WHAT NEEDS TO BE DONE> Reproduce all of the data that follows, character for character.

[Saved entries]
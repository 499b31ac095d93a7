// This Source Code Form is subject to the terms of the Mozilla Public
// License, v. 2.0. If a copy of the MPL was not distributed with this
// file, You can obtain one at http://mozilla.org/MPL/2.0/.

//! A handful of well-known equations, each with the view it looks best
//! in.

use std::str::FromStr;

use crate::colors::{Color, Hsv, BLUE, BROWN, GREEN, RED};
use crate::equation::{Coefficients, Equation, Part};
use crate::error::IfsError;
use crate::planes::View;

/// The names of the built-in equations.
#[derive(Copy, Clone, Debug, PartialEq, Eq)]
pub enum Example {
    /// A two-part, Mandelbrot-like curl.
    Eq1,
    /// Three spiralling arms.
    Spirals,
    /// Barnsley's fern.
    Barnsley,
    /// Nineteen small maps spelling out "Chaos".
    Chaos,
    /// The black spleenwort fern from Fractals Everywhere, p. 115.
    BlackSpleenwort,
}

impl Example {
    /// Every example, in a stable order.
    pub const ALL: [Example; 5] = [
        Example::Eq1,
        Example::Spirals,
        Example::Barnsley,
        Example::Chaos,
        Example::BlackSpleenwort,
    ];

    /// The name used on the command line.
    pub fn name(self) -> &'static str {
        match self {
            Example::Eq1 => "eq1",
            Example::Spirals => "spirals",
            Example::Barnsley => "barnsley",
            Example::Chaos => "chaos",
            Example::BlackSpleenwort => "black_spleenwort",
        }
    }

    /// Builds the equation.
    pub fn equation(self) -> Equation {
        match self {
            Example::Eq1 => eq1(),
            Example::Spirals => spirals(),
            Example::Barnsley => barnsley(),
            Example::Chaos => chaos(),
            Example::BlackSpleenwort => black_spleenwort(),
        }
    }
}

impl FromStr for Example {
    type Err = IfsError;

    fn from_str(s: &str) -> Result<Example, IfsError> {
        Example::ALL
            .iter()
            .cloned()
            .find(|e| e.name() == s)
            .ok_or_else(|| IfsError::UnknownName(s.to_string()))
    }
}

fn part(probability: f64, color: Color, c: [f64; 6]) -> Part {
    Part::new(
        Coefficients::new(c[0], c[1], c[2], c[3], c[4], c[5]),
        probability,
        color,
    )
}

/// A two-part, Mandelbrot-like curl.
pub fn eq1() -> Equation {
    Equation::new(
        vec![
            part(0.5, BLUE, [0.202, -0.805, -0.689, -0.342, -0.373, -0.653]),
            part(0.5, RED, [0.138, 0.665, -0.502, -0.222, 0.66, -0.277]),
        ],
        View::new(-1.0, 1.0, -1.0, 1.0),
    )
}

/// Three spiralling arms.
pub fn spirals() -> Equation {
    Equation::new(
        vec![
            part(0.7, RED, [0.787879, -0.424242, 0.242424, 0.859848, 0.758647, 0.5]),
            part(0.15, BLUE, [-0.121212, 0.257576, 0.151515, 0.05303, -0.8, 0.8]),
            part(0.15, GREEN, [0.181818, -0.136364, 0.090909, 0.181818, 0.8, 0.5]),
        ],
        View::new(-2.0, 2.0, 0.0, 4.0),
    )
}

/// Barnsley's fern.
pub fn barnsley() -> Equation {
    Equation::new(
        vec![
            part(0.01, RED, [0.0, 0.0, 0.0, 0.16, 0.0, 0.01]),
            part(0.07, BLUE, [0.2, -0.26, 0.23, 0.22, 0.0, 1.6]),
            part(0.07, GREEN, [-0.15, 0.28, 0.26, 0.24, 0.0, 0.44]),
            part(0.85, BROWN, [0.85, 0.04, -0.04, 0.85, 0.0, 1.6]),
        ],
        View::new(-2.0, 2.0, 0.0, 4.0),
    )
}

const CHAOS: [[f64; 6]; 19] = [
    [0.0, 0.053, -0.429, 0.0, -7.083, 5.43],
    [0.143, 0.0, 0.0, -0.053, -5.619, 8.513],
    [0.143, 0.0, 0.0, 0.083, -5.619, 2.057],
    [0.0, 0.053, 0.429, 0.0, -3.952, 5.43],
    [0.119, 0.0, 0.0, 0.053, -2.555, 4.536],
    [-0.0123806, -0.0649723, 0.423819, 0.00189797, -1.226, 5.235],
    [0.0852291, 0.0506328, 0.420449, 0.0156626, -0.421, 4.569],
    [0.104432, 0.00529117, 0.0570516, 0.0527352, 0.976, 8.113],
    [-0.00814186, -0.0417935, 0.423922, 0.00415972, 1.934, 5.37],
    [0.093, 0.0, 0.0, 0.053, 0.861, 4.536],
    [0.0, 0.053, -0.429, 0.0, 2.447, 5.43],
    [0.119, 0.0, 0.0, -0.053, 3.363, 8.513],
    [0.119, 0.0, 0.0, 0.053, 3.363, 1.487],
    [0.0, 0.053, 0.429, 0.0, 3.972, 4.569],
    [0.123998, -0.00183957, 0.000691208, 0.0629731, 6.275, 7.716],
    [0.0, 0.053, 0.167, 0.0, 5.215, 6.483],
    [0.071, 0.0, 0.0, 0.053, 6.279, 5.298],
    [0.0, -0.053, -0.238, 0.0, 6.805, 3.714],
    [-0.121, 0.0, 0.0, 0.053, 5.941, 1.487],
];

/// Nineteen equally likely maps that draw the word "Chaos".  Each map
/// gets its own hue, spread evenly around the color wheel.
pub fn chaos() -> Equation {
    let n = CHAOS.len();
    let parts = CHAOS
        .iter()
        .enumerate()
        .map(|(i, c)| {
            let color = Color::Hsv(Hsv {
                hue: 360.0 * (i as f64) / (n as f64),
                saturation: 0.8,
                value: 0.9,
            });
            part(1.0 / (n as f64), color, *c)
        })
        .collect();
    Equation::new(parts, View::new(-2.0, 2.0, 1.53, 5.53))
}

/// The black spleenwort fern, from page 115 of Fractals Everywhere.
pub fn black_spleenwort() -> Equation {
    Equation::new(
        vec![
            part(0.1, BROWN, [0.0, 0.0, 0.0, 0.16, 0.0, 0.0]),
            part(
                0.3,
                RED,
                [
                    0.8491909883445791,
                    0.0370764792605356,
                    -0.0370764792605356,
                    0.8491909883445791,
                    0.0,
                    1.6,
                ],
            ),
            part(
                0.3,
                GREEN,
                [
                    0.1968177086971522,
                    -0.25660125727574246,
                    0.22641287406683155,
                    0.2230600698567725,
                    0.0,
                    1.6,
                ],
            ),
            part(
                0.3,
                BLUE,
                [
                    -0.15,
                    0.28343644395402184,
                    0.2598076211353316,
                    0.23783141558401957,
                    0.0,
                    0.44,
                ],
            ),
        ],
        View::new(0.0, 1.0, 0.0, 1.0),
    )
}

ANSWER TO THIS PROBLEM>
repository 499b31ac095d93a7
// This Source Code Form is subject to the terms of the Mozilla Public
// License, v. 2.0. If a copy of the MPL was not distributed with this
// file, You can obtain one at http://mozilla.org/MPL/2.0/.

//! A handful of well-known equations, each with the view it looks best
//! in.

use std::str::FromStr;

use crate::colors::{Color, Hsv, BLUE, BROWN, GREEN, RED};
use crate::equation::{Coefficients, Equation, Part};
use crate::error::IfsError;
use crate::planes::View;

/// The names of the built-in equations.
#[derive(Copy, Clone, Debug, PartialEq, Eq)]
pub enum Example {
    /// A two-part, Mandelbrot-like curl.
    Eq1,
    /// Three spiralling arms.
    Spirals,
    /// Barnsley's fern.
    Barnsley,
    /// Nineteen small maps spelling out "Chaos".
    Chaos,
    /// The black spleenwort fern from Fractals Everywhere, p. 115.
    BlackSpleenwort,
}

impl Example {
    /// Every example, in a stable order.
    pub const ALL: [Example; 5] = [
        Example::Eq1,
        Example::Spirals,
        Example::Barnsley,
        Example::Chaos,
        Example::BlackSpleenwort,
    ];

    /// The name used on the command line.
    pub fn name(self) -> &'static str {
        match self {
            Example::Eq1 => "eq1",
            Example::Spirals => "spirals",
            Example::Barnsley => "barnsley",
            Example::Chaos => "chaos",
            Example::BlackSpleenwort => "black_spleenwort",
        }
    }

    /// Builds the equation.
    pub fn equation(self) -> Equation {
        match self {
            Example::Eq1 => eq1(),
            Example::Spirals => spirals(),
            Example::Barnsley => barnsley(),
            Example::Chaos => chaos(),
            Example::BlackSpleenwort => black_spleenwort(),
        }
    }
}

impl FromStr for Example {
    type Err = IfsError;

    fn from_str(s: &str) -> Result<Example, IfsError> {
        Example::ALL
            .iter()
            .cloned()
            .find(|e| e.name() == s)
            .ok_or_else(|| IfsError::UnknownName(s.to_string()))
    }
}

fn part(probability: f64, color: Color, c: [f64; 6]) -> Part {
    Part::new(
        Coefficients::new(c[0], c[1], c[2], c[3], c[4], c[5]),
        probability,
        color,
    )
}

/// A two-part, Mandelbrot-like curl.
pub fn eq1() -> Equation {
    Equation::new(
        vec![
            part(0.5, BLUE, [0.202, -0.805, -0.689, -0.342, -0.373, -0.653]),
            part(0.5, RED, [0.138, 0.665, -0.502, -0.222, 0.66, -0.277]),
        ],
        View::new(-1.0, 1.0, -1.0, 1.0),
    )
}

/// Three spiralling arms.
pub fn spirals() -> Equation {
    Equation::new(
        vec![
            part(0.7, RED, [0.787879, -0.424242, 0.242424, 0.859848, 0.758647, 0.5]),
            part(0.15, BLUE, [-0.121212, 0.257576, 0.151515, 0.05303, -0.8, 0.8]),
            part(0.15, GREEN, [0.181818, -0.136364, 0.090909, 0.181818, 0.8, 0.5]),
        ],
        View::new(-2.0, 2.0, 0.0, 4.0),
    )
}

/// Barnsley's fern.
pub fn barnsley() -> Equation {
    Equation::new(
        vec![
            part(0.01, RED, [0.0, 0.0, 0.0, 0.16, 0.0, 0.01]),
            part(0.07, BLUE, [0.2, -0.26, 0.23, 0.22, 0.0, 1.6]),
            part(0.07, GREEN, [-0.15, 0.28, 0.26, 0.24, 0.0, 0.44]),
            part(0.85, BROWN, [0.85, 0.04, -0.04, 0.85, 0.0, 1.6]),
        ],
        View::new(-2.0, 2.0, 0.0, 4.0),
    )
}

const CHAOS: [[f64; 6]; 19] = [
    [0.0, 0.053, -0.429, 0.0, -7.083, 5.43],
    [0.143, 0.0, 0.0, -0.053, -5.619, 8.513],
    [0.143, 0.0, 0.0, 0.083, -5.619, 2.057],
    [0.0, 0.053, 0.429, 0.0, -3.952, 5.43],
    [0.119, 0.0, 0.0, 0.053, -2.555, 4.536],
    [-0.0123806, -0.0649723, 0.423819, 0.00189797, -1.226, 5.235],
    [0.0852291, 0.0506328, 0.420449, 0.0156626, -0.421, 4.569],
    [0.104432, 0.00529117, 0.0570516, 0.0527352, 0.976, 8.113],
    [-0.00814186, -0.0417935, 0.423922, 0.00415972, 1.934, 5.37],
    [0.093, 0.0, 0.0, 0.053, 0.861, 4.536],
    [0.0, 0.053, -0.429, 0.0, 2.447, 5.43],
    [0.119, 0.0, 0.0, -0.053, 3.363, 8.513],
    [0.119, 0.0, 0.0, 0.053, 3.363, 1.487],
    [0.0, 0.053, 0.429, 0.0, 3.972, 4.569],
    [0.123998, -0.00183957, 0.000691208, 0.0629731, 6.275, 7.716],
    [0.0, 0.053, 0.167, 0.0, 5.215, 6.483],
    [0.071, 0.0, 0.0, 0.053, 6.279, 5.298],
    [0.0, -0.053, -0.238, 0.0, 6.805, 3.714],
    [-0.121, 0.0, 0.0, 0.053, 5.941, 1.487],
];

/// Nineteen equally likely maps that draw the word "Chaos".  Each map
/// gets its own hue, spread evenly around the color wheel.
pub fn chaos() -> Equation {
    let n = CHAOS.len();
    let parts = CHAOS
        .iter()
        .enumerate()
        .map(|(i, c)| {
            let color = Color::Hsv(Hsv {
                hue: 360.0 * (i as f64) / (n as f64),
                saturation: 0.8,
                value: 0.9,
            });
            part(1.0 / (n as f64), color, *c)
        })
        .collect();
    Equation::new(parts, View::new(-2.0, 2.0, 1.53, 5.53))
}

/// The black spleenwort fern, from page 115 of Fractals Everywhere.
pub fn black_spleenwort() -> Equation {
    Equation::new(
        vec![
            part(0.1, BROWN, [0.0, 0.0, 0.0, 0.16, 0.0, 0.0]),
            part(
                0.3,
                RED,
                [
                    0.8491909883445791,
                    0.0370764792605356,
                    -0.0370764792605356,
                    0.8491909883445791,
                    0.0,
                    1.6,
                ],
            ),
            part(
                0.3,
                GREEN,
                [
                    0.1968177086971522,
                    -0.25660125727574246,
                    0.22641287406683155,
                    0.2230600698567725,
                    0.0,
                    1.6,
                ],
            ),
            part(
                0.3,
                BLUE,
                [
                    -0.15,
                    0.28343644395402184,
                    0.2598076211353316,
                    0.23783141558401957,
                    0.0,
                    0.44,
                ],
            ),
        ],
        View::new(0.0, 1.0, 0.0, 1.0),
    )
}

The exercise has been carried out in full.